On Feb. 1, Alaska Attorney General Treg Taylor signed a settlement agreement committing the State of Alaska to pay $495,000 to two Alaska Psychiatric Institute doctors wrongfully terminated by Gov. Mike Dunleavy and Tuckerman Babcock for refusing to sign a loyalty pledge in violation of their First Amendment rights. This settlement is both illegal and unethical.
Any monetary settlement or judgment in the API doctor litigation is a personal debt of Gov. Dunleavy and Mr. Babcock. The public has been rightfully outraged by the attorney general’s agreement to pay this settlement, because state funds cannot be used to pay an official’s personal debt. Article XI, section 6 of the Alaska Constitution prohibits the use of state money “except for a public purpose.” Just as the state cannot pay an official’s mortgage or credit card debt, it is illegal under our constitution for the state to pay this settlement.

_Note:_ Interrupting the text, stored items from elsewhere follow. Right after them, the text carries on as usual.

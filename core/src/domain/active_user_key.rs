use uuid::Uuid;

use super::error::VoteError;

/// Identifies a single user within a country for counter lookups. Counters
/// are scoped per-user, not per-pair, so this carries no peer id.
#[derive(Debug, Clone, Copy, PartialEq, Eq, Hash)]
pub struct ActiveUserKey {
    pub country_id: u16,
    pub user_id: Uuid,
}

impl ActiveUserKey {
    pub fn new(country_id: u16, user_id: Uuid) -> Result<Self, VoteError> {
        if country_id == 0 {
            return Err(VoteError::Validation("countryId must not be zero".into()));
        }
        if user_id.is_nil() {
            return Err(VoteError::Validation("userId must not be nil".into()));
        }
        Ok(Self {
            country_id,
            user_id,
        })
    }
}

#[cfg(test)]
mod tests {
    use super::*;

    #[test]
    fn rejects_zero_country() {
        let err = ActiveUserKey::new(0, Uuid::new_v4()).unwrap_err();
        assert!(matches!(err, VoteError::Validation(_)));
    }

    #[test]
    fn rejects_nil_user() {
        let err = ActiveUserKey::new(1, Uuid::nil()).unwrap_err();
        assert!(matches!(err, VoteError::Validation(_)));
    }

    #[test]
    fn accepts_valid_input() {
        assert!(ActiveUserKey::new(1, Uuid::new_v4()).is_ok());
    }
}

This is not a close call. There is no question that all damages the two API doctors suffered stem from Gov. Dunleavy’s and Mr. Babcock’s illegal actions, actions that the state has no liability for as a matter of law. The two doctors sought damages only from Gov. Dunleavy and Mr. Babcock in their personal capacities in their lawsuit, because it is black-letter law that both the state and state officials acting in their official capacities enjoy absolute immunity from civil rights claims in federal court. Federal District Court Judge John Sedwick recognized that the state is immune when he ordered that “Plaintiffs are entitled to judgment on their § 1983 claim for damages against Defendant Governor Dunleavy and Defendant Babcock in their personal capacities …” Indeed, the U.S. Supreme Court has long recognized that although civil rights claims against officials “seeking damages from the public treasury” cannot go forward in federal court, a state official who violates the U.S. Constitution is “stripped of his official or representative character and is subjected in his person to the consequences of his individual conduct,” as decided in Scheuer v. Rhodes (1974).

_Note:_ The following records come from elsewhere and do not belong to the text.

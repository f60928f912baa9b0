use crate::domain::VoteError;

/// Errors an operation surfaces to its caller. `VersionConflict` only
/// appears once the retry budget around an optimistic-concurrency write is
/// exhausted — every retry attempt in between is invisible to the caller.
#[derive(Debug, thiserror::Error)]
pub enum OperationError {
    #[error(transparent)]
    Domain(#[from] VoteError),

    #[error("version conflict after exhausting retry budget")]
    VersionConflict,

    #[error("backend error: {0}")]
    Backend(String),
}

impl From<crate::repository::RepoError> for OperationError {
    fn from(err: crate::repository::RepoError) -> Self {
        match err {
            crate::repository::RepoError::VersionConflict => OperationError::VersionConflict,
            crate::repository::RepoError::Domain(e) => OperationError::Domain(e),
            crate::repository::RepoError::Backend(msg) => OperationError::Backend(msg),
        }
    }
}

This sweetheart deal inked by the attorney general, who serves at the pleasure of the governor, also violates the Alaska Executive Branch Ethics Act (AS 39.52.120). Under that law, “A public officer may not use … an official position for personal gain, and may not intentionally secure or grant unwarranted benefits or treatment to any person.” A public officer also may not “use state time (or) property … to benefit personal or financial interests.” Both the governor and the attorney general appear to have violated our ethics laws by entering into this settlement. Any member of the public may file a confidential complaint under the Alaska Executive Branch Ethics Act, and both our governor and attorney general could be subject to double damages if the API doctor settlement is paid.
Fortunately for the public, the Alaska Constitution provides a check on the ability of the executive branch to gain personally in this manner. The state cannot pay this settlement without an appropriation by the Legislature. The Legislature also has the power to ensure that the state pays only its share of the costs to defend the litigation, and that Gov. Dunleavy and Mr. Babcock pay their fair share of costs incurred in defending the individual claims against them. And if the Legislature does not do its job, Alaska’s courts are always there to ensure our constitution and ethics laws are followed.
Jahna M. Lindemuth served as Alaska’s attorney general from 2016-2018. She is now an attorney in Anchorage.